Meta Platforms’ recently set up AI lab has delivered its first major AI models models internally, signifying an early milestone in the corporation’s aggressive push to restore momentum in the fast-moving AI race.
Addressing a press briefing on the sidelines of the World Economic Forum in Davos, Meta CTO Andrew Bosworth confirmed that the Meta Superintelligence Labs team, mounted last year, had manufactured promising early results. The models were introduced internally previously this month, around 6-months into the lab’s work.
“They’re mainly 6-months into the work, not quite even,” Bosworth stated. He added that the models were “very good,” even though he declined to specify which systems had been finished.
Early Progress Amid Leadership Shake-Up
Meta’s AI efforts have been precisely inspected following CEO Mark Zuckerberg’s decision to overhaul the company’s AI leadership and integrates superior research below the latest Superintelligence Labs banner.
The restructuring was paired with an competitive talent acquisition strategy, with reports of Meta presenting some of the industry’s maximum compensation packages to attract top AI researchers. Media reports in December proposed that Meta was generating a text-focused AI model codenamed Avocado, focused for a first-quarter release, alongside an image- and video-orientated model known internally as Mango. Bosworth did no confirm whether those specific models have been among the ones supplied internally.
The timing is vital for Meta. The corporation confronted criticism over the performance of its Llama 4 model, specifically as rivals inclusive of Alphabet’s Google achieved momentum with increasingly capable multimodal and agentic systems.

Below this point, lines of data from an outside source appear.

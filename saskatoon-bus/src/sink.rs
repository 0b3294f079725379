//! Output side: where finalized route, stop and trip metadata goes.

use serde::Serialize;

use crate::domain::HexColor;

/// A finalized route.
#[derive(Debug, Clone, PartialEq, Eq, Serialize)]
pub struct RouteMetadata {
    /// Numeric route ID
    pub id: u32,

    /// Short name without leading zeros
    pub short_name: String,

    pub long_name: String,

    /// `None` means the app uses the agency color
    pub color: Option<HexColor>,
}

/// A finalized stop.
#[derive(Debug, Clone, PartialEq, Eq, Serialize)]
pub struct StopMetadata {
    /// Numeric ID from the public stop code
    pub id: u32,

    pub name: String,
}

/// A finalized trip.
#[derive(Debug, Clone, PartialEq, Eq, Serialize)]
pub struct TripMetadata {
    /// Feed trip ID, for traceability back to the source data
    pub trip_id: String,

    pub route_id: u32,

    /// Direction bucket, 0 or 1
    pub direction: u8,

    /// Canonical headsign
    pub headsign: String,

    /// Stop IDs in display order
    pub stops: Vec<u32>,
}

/// Receives metadata as the pipeline finalizes it.
pub trait MetadataSink {
    fn agency(&mut self, color: HexColor);
    fn route(&mut self, route: RouteMetadata);
    fn stop(&mut self, stop: StopMetadata);
    fn trip(&mut self, trip: TripMetadata);
}

/// A sink that keeps everything in memory.
#[derive(Debug, Clone, Default, Serialize)]
pub struct CollectedMetadata {
    pub agency_color: Option<HexColor>,
    pub routes: Vec<RouteMetadata>,
    pub stops: Vec<StopMetadata>,
    pub trips: Vec<TripMetadata>,
}

impl CollectedMetadata {
    pub fn new() -> Self {
        Self::default()
    }

    pub fn find_route(&self, id: u32) -> Option<&RouteMetadata> {
        self.routes.iter().find(|r| r.id == id)
    }

    pub fn find_trip(&self, trip_id: &str) -> Option<&TripMetadata> {
        self.trips.iter().find(|t| t.trip_id == trip_id)
    }
}

impl MetadataSink for CollectedMetadata {
    fn agency(&mut self, color: HexColor) {
        self.agency_color = Some(color);
    }

    fn route(&mut self, route: RouteMetadata) {
        self.routes.push(route);
    }

    fn stop(&mut self, stop: StopMetadata) {
        self.stops.push(stop);
    }

    fn trip(&mut self, trip: TripMetadata) {
        self.trips.push(trip);
    }
}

From Training to Usable Products
Bosworth highlighted that model training is only one a part of the evolution process. “There’s a extraordinary amount of work to do post-training,” he stated, marking that internal validation, tooling, and incorporation are important before models may be deployed to clients or product teams.

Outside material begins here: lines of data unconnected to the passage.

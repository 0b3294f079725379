//! Saskatoon Transit bus feed canonicalization.
//!
//! Turns the agency's GTFS route, stop and trip records into clean metadata
//! for the rider app: numeric route IDs with colors, tidy stop names, and one
//! stable headsign per route direction.

pub mod classify;
pub mod config;
pub mod domain;
pub mod error;
pub mod feed;
pub mod merge;
pub mod pipeline;
pub mod sink;
pub mod template;
pub mod text;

This target shows a broader shift across the industry, where aggressive benefit increasingly relies upon on turning raw model capability into dependable, scalable products. For Meta, that challenge spans both software and hardware, consisting of AI-powered customer devices.

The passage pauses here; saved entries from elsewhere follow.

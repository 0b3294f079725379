//! Trip direction type.

use std::fmt;

use serde::{Deserialize, Serialize};

/// Error returned for a direction flag other than 0 or 1.
#[derive(Debug, Clone, Copy, PartialEq, Eq, thiserror::Error)]
#[error("invalid direction {0}: must be 0 or 1")]
pub struct InvalidDirection(pub u8);

/// GTFS `direction_id`: which of the two directions of a route a trip runs.
///
/// The flag carries no geographic meaning on its own; it only separates the
/// two buckets of a route.
#[derive(
    Debug, Clone, Copy, Default, PartialEq, Eq, PartialOrd, Ord, Hash, Serialize, Deserialize,
)]
#[serde(try_from = "u8", into = "u8")]
pub enum Direction {
    #[default]
    Zero,
    One,
}

impl Direction {
    pub const ALL: [Direction; 2] = [Direction::Zero, Direction::One];

    pub fn from_u8(value: u8) -> Result<Self, InvalidDirection> {
        match value {
            0 => Ok(Direction::Zero),
            1 => Ok(Direction::One),
            other => Err(InvalidDirection(other)),
        }
    }

    pub fn as_u8(self) -> u8 {
        match self {
            Direction::Zero => 0,
            Direction::One => 1,
        }
    }
}

impl fmt::Display for Direction {
    fn fmt(&self, f: &mut fmt::Formatter<'_>) -> fmt::Result {
        write!(f, "{}", self.as_u8())
    }
}

impl TryFrom<u8> for Direction {
    type Error = InvalidDirection;

    fn try_from(value: u8) -> Result<Self, Self::Error> {
        Direction::from_u8(value)
    }
}

impl From<Direction> for u8 {
    fn from(direction: Direction) -> Self {
        direction.as_u8()
    }
}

Consumer AI Takes Shape in 2026 and Beyond
Bosworth defined 2025 as a “highly chaotic year” for Meta, marked by fast infrastructure build-out and large-scale investments in compute and power. He assisted that the payoff from those investments is starting to emerge.
As per Bosworth, 2026 and 2027 will be crucial years for consumer AI adoption. Latest advances, he stated, have already formed models capable to dealing with everyday queries—“the kinds of things that you ask every day with your family, your kids”—even as more complicated reasoning stays an active area of research.